Over the summer, I decided to make two blogs.  I suppose the initial inspiration behind the new blog was two-fold.  First of all, I wanted to secure my position as a person who was not completely dependent on work for his identity; I was also tackling some rather intense personal issues (at least relative to what my personal life had been previously), so I figured a new and fresh blog was one way to cope.  In retrospect, I think I also was trying to compartmentalize these two parts of me.  I was trying to put “Paul” in one box, while putting “Mr. France” in another.

I have since realized that this idea is next to impossible.

I’m not sure why, but I wanted to believe that those two people were two different ones, independent of one another and capable of being torn apart at a moment’s notice.  However, this fallacy is no more than mere impossibility.

We are one, embodied being.  We are complex and multi-faceted, and putting parts of ourselves into categories is neither productive nor healthy.  Just like I tried to over the summer, it is impossible for me to keep all of my thoughts about these various sectors of my life in two different places.  My personal will affect my professional and vice-versa.  But I like it that way.  Or at least I’ve realized that lately.

Values

But wait a second.  This can get a bit dicey, though.  When the lines blur between personal and professional life, it can get rather dangerous for a teacher.  You see, teachers are dealing with something that is, in my opinion, a bit more special than the average professional.  Teachers are dealing with other people’s children.  We are responsible for educating and caring for someone else’s entire world from the hours of eight o’clock until two thirty almost every day.  Trust is put in us, and it is quite a large responsibility.

One idea that I consistently grapple with is the idea of values.  Who’s job is it to teach these kids values?  Depending on the perspective from which you examine this question, you could get many different viewpoints.  Some may believe that it is the parents’ job to provide values.  After all, the children do “belong” to them, and they are, in most ways, responsible for helping guide them spiritually and morally.  On the other hand, if we, as educators, were not allowed to teach values at all, then children would be growing up in a school that was not educating the whole child–one devoid of service projects, character education, and social-emotional targets.

But where do we draw the line?  To whom do we give the responsibility of teaching values?  Better yet, how do we divide the values that need to be taught between the two different parties?  Who is to say which values are okay to teach in school and which are not?

I’m sure that in the midst of the 1960s, segregation and racism were hot topics, hard pressed to find as common topics of discussion within the schools.  Such is the case with same-sex marriage today.  Most teachers, even ones whom I respect immensely both professionally and personally, cringe at the idea of conquering that topic with his or her students.  Why?  Not because many believe it shouldn’t be taught, but because they do not want to step on parents’ toes.  They don’t want to get in trouble, and they do not want to violate the trust that parents have instilled within teachers to communicate the politically accepted values.
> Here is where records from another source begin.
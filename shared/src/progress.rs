//! Subject progress bars

use crate::Subject;

/// Colour band of a progress bar
#[derive(Debug, Clone, Copy, PartialEq, Eq)]
pub enum ProgressTone {
    Green,
    Yellow,
    Red,
}

impl ProgressTone {
    pub fn for_percent(percent: u32) -> Self {
        if percent > 70 {
            ProgressTone::Green
        } else if percent > 35 {
            ProgressTone::Yellow
        } else {
            ProgressTone::Red
        }
    }

    /// CSS class suffix used by the progress bar
    pub fn css_class(&self) -> &'static str {
        match self {
            ProgressTone::Green => "green",
            ProgressTone::Yellow => "yellow",
            ProgressTone::Red => "red",
        }
    }
}

/// round(100 * points / (3 * topics)), or 0 for a subject without topics.
/// Halves round up.
pub fn subject_progress(subject: &Subject) -> u32 {
    let count = subject.topics.len() as u32;
    if count == 0 {
        return 0;
    }
    let points: u32 = subject.topics.iter().map(|t| t.status.points()).sum();
    (200 * points + 3 * count) / (6 * count)
}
Where do values come from?

Values are a mere construction of the experiences we’ve had, coupled with the context in which those experiences are grounded.  Let’s say church, our friends, extensions of our families, and perhaps even school.  Take for instance, the golden rule.  That is a well-accepted value that is ingrained into many parts of modern society, and it is one value that most parents would probably have no qualms about their child learning in school.  Notice my wording, though.  I have not used the terms “right” or “wrong;” rather, I have only used the term well-accepted, because all values are subjective, no matter how “right” or “wrong” you or I may believe them to be.
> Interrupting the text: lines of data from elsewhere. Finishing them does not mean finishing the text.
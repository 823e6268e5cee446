//! Subject deletion as an explicit sequence of remote deletes
//!
//! There is no transaction: each step is awaited before the next starts and
//! a failure stops the sequence, reporting the step it stopped at. Rows
//! removed by earlier steps stay removed.

use std::fmt;

use shared::{Session, StudyApi};
use uuid::Uuid;

use crate::error::{ClientError, Result};

#[derive(Debug, Clone, Copy, PartialEq, Eq)]
pub enum CascadeStep {
    ListingTopics,
    DeletingAttachments,
    DeletingTopics,
    DeletingSubject,
}

impl fmt::Display for CascadeStep {
    fn fmt(&self, f: &mut fmt::Formatter<'_>) -> fmt::Result {
        let text = match self {
            CascadeStep::ListingTopics => "listing topics",
            CascadeStep::DeletingAttachments => "deleting attachments",
            CascadeStep::DeletingTopics => "deleting topics",
            CascadeStep::DeletingSubject => "deleting the subject",
        };
        f.write_str(text)
    }
}

/// What a completed cascade removed
#[derive(Debug, Clone, PartialEq, Eq)]
pub struct CascadeReport {
    pub subject_id: Uuid,
    pub topic_ids: Vec<Uuid>,
}

fn at(step: CascadeStep) -> impl FnOnce(shared::ApiError) -> ClientError {
    move |source| {
        log::warn!("Subject delete interrupted while {}: {}", step, source);
        ClientError::CascadeInterrupted { step, source }
    }
}

/// Delete a subject's attachments, then its topics, then the subject
pub async fn delete_subject<A: StudyApi>(
    api: &A,
    session: &Session,
    subject_id: Uuid,
) -> Result<CascadeReport> {
    let topic_ids = api
        .list_topic_ids(session, subject_id)
        .await
        .map_err(at(CascadeStep::ListingTopics))?;
    log::debug!(
        "Deleting subject {} with {} topic(s)",
        subject_id,
        topic_ids.len()
    );

    api.delete_attachments_for_topics(session, &topic_ids)
        .await
        .map_err(at(CascadeStep::DeletingAttachments))?;
    api.delete_topics(session, &topic_ids)
        .await
        .map_err(at(CascadeStep::DeletingTopics))?;
    api.delete_subject(session, subject_id)
        .await
        .map_err(at(CascadeStep::DeletingSubject))?;

    Ok(CascadeReport {
        subject_id,
        topic_ids,
    })
}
So herein lies the question: Should values be taught in school at all?  Should teachers be allowed to voice their opinions on anything?  Or should they only be allowed to voice their opinions on the politically correct, or well-accepted constructs on which our society is currently grounded.  Certainly if a child was being bullied outside, any self-respecting teacher would step in almost immediately to help protect the child that is being bullied.  However, at the end of the day, the perception that bullying is wrong is still, at its core, a value.  As a society, we have come to build up this notion that poking fun or singling someone out is not in the best interests of the community or the individual.

Or let’s take segregation, prejudice, and racism.  In our current society, these three ideas are commonly viewed as wrong and unjust, and any act that suggests otherwise, within a school, would be shamed vigorously, as this acceptance of other races has come to be a mainstream value that we hold dear.
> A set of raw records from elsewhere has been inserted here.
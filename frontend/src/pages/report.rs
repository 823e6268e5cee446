use chrono::Local;
use shared::protocol::HISTORY_RESET_PHRASE;
use shared::report::{format_duration, DateRange, RangePreset};
use studyflow_lib::Command;
use yew::prelude::*;

use crate::components::{ConfirmModal, PendingConfirm};
use crate::hooks::use_study_store;
use crate::utils;

#[function_component(ReportPage)]
pub fn report_page() -> Html {
    let store = use_study_store();
    let preset = use_state(|| RangePreset::AllTime);
    let custom = use_state(DateRange::all);
    let pending = use_state(|| None::<PendingConfirm>);
    let Some(store) = store else {
        return html! {};
    };

    let range = preset.range(utils::today(), *custom);
    let summary = store.store.report(range, &Local);

    let on_preset = {
        let preset = preset.clone();
        Callback::from(move |e: Event| {
            let select: web_sys::HtmlSelectElement = e.target_unchecked_into();
            if let Some(next) = RangePreset::from_key(&select.value()) {
                preset.set(next);
            }
        })
    };

    let on_from = {
        let custom = custom.clone();
        Callback::from(move |e: Event| {
            let input: web_sys::HtmlInputElement = e.target_unchecked_into();
            custom.set(DateRange {
                from: utils::parse_date_input(&input.value()),
                ..*custom
            });
        })
    };
    let on_to = {
        let custom = custom.clone();
        Callback::from(move |e: Event| {
            let input: web_sys::HtmlInputElement = e.target_unchecked_into();
            custom.set(DateRange {
                to: utils::parse_date_input(&input.value()),
                ..*custom
            });
        })
    };

    let on_reset = {
        let store = store.clone();
        let pending = pending.clone();
        Callback::from(move |_: MouseEvent| {
            let store = store.clone();
            pending.set(Some(
                PendingConfirm::new(
                    "This permanently deletes every logged study session.",
                    Callback::from(move |typed_phrase: String| {
                        store.send(Command::ResetStudyHistory { typed_phrase })
                    }),
                )
                .with_phrase(HISTORY_RESET_PHRASE),
            ));
        })
    };
    let close = {
        let pending = pending.clone();
        Callback::from(move |_| pending.set(None))
    };

    let date_value = |date: Option<chrono::NaiveDate>| {
        date.map(|d| d.format("%Y-%m-%d").to_string())
            .unwrap_or_default()
    };

    html! {
        <section class="report-page">
            <header class="page-header">
                <h2>{ "Study report" }</h2>
                <select class="range-select" onchange={on_preset}>
                    { for RangePreset::ALL.into_iter().map(|option| html! {
                        <option value={option.key()} selected={option == *preset}>
                            { option.label() }
                        </option>
                    }) }
                </select>
                if *preset == RangePreset::Custom {
                    <div class="custom-range">
                        <label>
                            { "From" }
                            <input type="date" value={date_value(custom.from)} onchange={on_from} />
                        </label>
                        <label>
                            { "To" }
                            <input type="date" value={date_value(custom.to)} onchange={on_to} />
                        </label>
                    </div>
                }
            </header>

            <div class="report-totals">
                <div class="stat">
                    <span class="stat-value">{ summary.total_display() }</span>
                    <span class="stat-label">{ "Total study time" }</span>
                </div>
                <div class="stat">
                    <span class="stat-value">{ summary.session_count.to_string() }</span>
                    <span class="stat-label">{ "Sessions" }</span>
                </div>
            </div>

            if summary.days.is_empty() {
                <p class="empty-state">{ "No study sessions in this range." }</p>
            } else {
                <table class="report-table">
                    <thead>
                        <tr>
                            <th>{ "Day" }</th>
                            <th>{ "Sessions" }</th>
                            <th>{ "Time" }</th>
                        </tr>
                    </thead>
                    <tbody>
                        { for summary.days.iter().map(|day| html! {
                            <tr key={day.date.to_string()}>
                                <td>{ utils::format_date(day.date) }</td>
                                <td>{ day.session_count.to_string() }</td>
                                <td>{ format_duration(day.total_seconds) }</td>
                            </tr>
                        }) }
                    </tbody>
                </table>
            }

            <footer class="danger-zone">
                <button class="delete-button" onclick={on_reset}>{ "Reset study history" }</button>
            </footer>

            if let Some(confirm) = &*pending {
                <ConfirmModal pending={confirm.clone()} on_close={close} />
            }
        </section>
    }
}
But then what about gay marriage?  If we are preaching equality, and if we are mandating acceptance regardless of skin color and religious belief, then why can we not communicate this value, this belief in equal treatment for all, including those of all sexual orientations?  Why do we shy away from the topic, if we have decided, as a society, that our founding principle is “liberty and justice for all?”

How did we get as far as we have with acceptance of diverse cultures (although some may not argue we’ve come all that far), and how are we going to get to the point where same-sex marriage becomes a well-accepted, mainstream value?

Better yet, does it make me any different than the right-wing anti-gay believers, when I am so vehemently pushing this to become an accepted American value?  Or am I simply pushing for the right for something that others have?

Tearing Me Apart

It’s impossible to tear myself apart.  I am one man–not a compartmentalized robot that leaves his personal convictions in the car so that he can uphold his professional ones.  In fact, as a teacher, the lines between professional and personal convictions blur immensely.  If it were not for my personal convictions, I would not have become a teacher.  I wanted to be relevant, change the world, affect others, and be a positive role model.  In order to do so, I need to operate off of my values, not the values that society has constructed for me.

But the answer isn’t that simple.  What if there is a teacher that is against same-sex marriage?  I’m sure there are many out there.  If I am able to communicate my values in support of it, does that mean that they should be able to communicate their values in opposition?

Certainly that’s what it would mean.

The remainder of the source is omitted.